* Problem requirements *
Only the total should be returned: the number of lines in the data that hold the string "Commands".

* Data listing *

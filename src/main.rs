//! CLI entry point for metro_spyder.
//!
//! Crawls metro and light-rail line, station and accessibility pages, then
//! merges them with the static station tables into one CSV.

use anyhow::Result;
use clap::{Args, Parser, Subcommand};
use metro_spyder::config::{Config, DEFAULT_BASE_URL, DEFAULT_CONCURRENCY, DEFAULT_USER_AGENT};
use metro_spyder::merge::merge_files;
use std::ffi::OsStr;
use std::path::{Path, PathBuf};
use tracing::info;
use tracing_subscriber::{
    EnvFilter, Layer,
    fmt::{self, format::FmtSpan},
    layer::SubscriberExt,
    util::SubscriberInitExt,
};

#[derive(Parser)]
#[command(name = "metro_spyder")]
#[command(about = "Scrape metro and light-rail stations and merge them with static feed stops", long_about = None)]
struct Cli {
    #[command(subcommand)]
    command: Option<Commands>,

    #[command(flatten)]
    crawl: CrawlArgs,

    #[command(flatten)]
    paths: PathArgs,
}

#[derive(Subcommand)]
enum Commands {
    /// Crawl both modes, then merge (default)
    Run,
    /// Only crawl, writing the intermediate record files
    Crawl,
    /// Only merge existing intermediate record files
    Merge,
}

#[derive(Args)]
struct CrawlArgs {
    /// Scheme and host of the transit authority's website
    #[arg(long, global = true, env = "METRO_SPYDER_BASE_URL", default_value = DEFAULT_BASE_URL)]
    base_url: String,

    #[arg(long, global = true, env = "METRO_SPYDER_USER_AGENT", default_value = DEFAULT_USER_AGENT)]
    user_agent: String,

    /// Maximum page requests in flight per crawl
    #[arg(short, long, global = true, env = "METRO_SPYDER_CONCURRENCY", default_value_t = DEFAULT_CONCURRENCY)]
    concurrency: usize,
}

#[derive(Args)]
struct PathArgs {
    /// Static station table of the metro feed
    #[arg(long, global = true, env = "METRO_SPYDER_METRO_STOPS", default_value = "stops.txt")]
    metro_stops: PathBuf,

    /// Static station table of the light-rail feed
    #[arg(long, global = true, env = "METRO_SPYDER_LIGHT_RAIL_STOPS", default_value = "stops_ligero.txt")]
    light_rail_stops: PathBuf,

    #[arg(long, global = true, env = "METRO_SPYDER_METRO_RECORDS", default_value = "metro.json")]
    metro_records: PathBuf,

    #[arg(long, global = true, env = "METRO_SPYDER_LIGHT_RAIL_RECORDS", default_value = "ligero.json")]
    light_rail_records: PathBuf,

    /// Merged CSV output
    #[arg(short, long, global = true, env = "METRO_SPYDER_OUTPUT", default_value = "DATOS.csv")]
    output: PathBuf,
}

impl Cli {
    fn config(&self) -> Config {
        Config {
            base_url: self.crawl.base_url.clone(),
            user_agent: self.crawl.user_agent.clone(),
            concurrency: self.crawl.concurrency,
            metro_stops: self.paths.metro_stops.clone(),
            light_rail_stops: self.paths.light_rail_stops.clone(),
            metro_records: self.paths.metro_records.clone(),
            light_rail_records: self.paths.light_rail_records.clone(),
            output: self.paths.output.clone(),
        }
    }
}

#[tokio::main]
async fn main() -> Result<()> {
    dotenvy::dotenv().ok();

    // Logging setup: colored stderr + JSON rolling log file
    let log_file_path =
        std::env::var("LOG_FILE_PATH").unwrap_or_else(|_| "logs/metro_spyder.log".to_string());
    let log_dir = Path::new(&log_file_path)
        .parent()
        .unwrap_or(Path::new("logs"));
    let log_file_name = Path::new(&log_file_path)
        .file_name()
        .unwrap_or(OsStr::new("metro_spyder.log"));

    let file_appender = tracing_appender::rolling::daily(log_dir, log_file_name);
    let (non_blocking_file, _file_guard) = tracing_appender::non_blocking(file_appender);

    let stderr_layer = fmt::layer()
        .with_target(true)
        .with_span_events(FmtSpan::CLOSE)
        .with_ansi(true)
        .with_writer(std::io::stderr)
        .with_filter(EnvFilter::from_env("RUST_LOG").add_directive("info".parse()?));

    let json_layer = fmt::layer()
        .json()
        .with_current_span(true)
        .with_span_list(true)
        .with_writer(non_blocking_file)
        .with_filter(EnvFilter::from_env("RUST_LOG_JSON").add_directive("debug".parse()?));

    tracing_subscriber::registry()
        .with(stderr_layer)
        .with(json_layer)
        .init();

    let cli = Cli::parse();

    let config = cli.config();

    match cli.command.unwrap_or(Commands::Run) {
        Commands::Run => {
            let merged = metro_spyder::run(&config).await?;
            info!(rows = merged.len(), "Pipeline finished");
        }
        Commands::Crawl => {
            metro_spyder::crawl(&config).await?;
        }
        Commands::Merge => {
            let merged = merge_files(&config)?;
            info!(rows = merged.len(), "Merge finished");
        }
    }

    Ok(())
}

* Task output *
6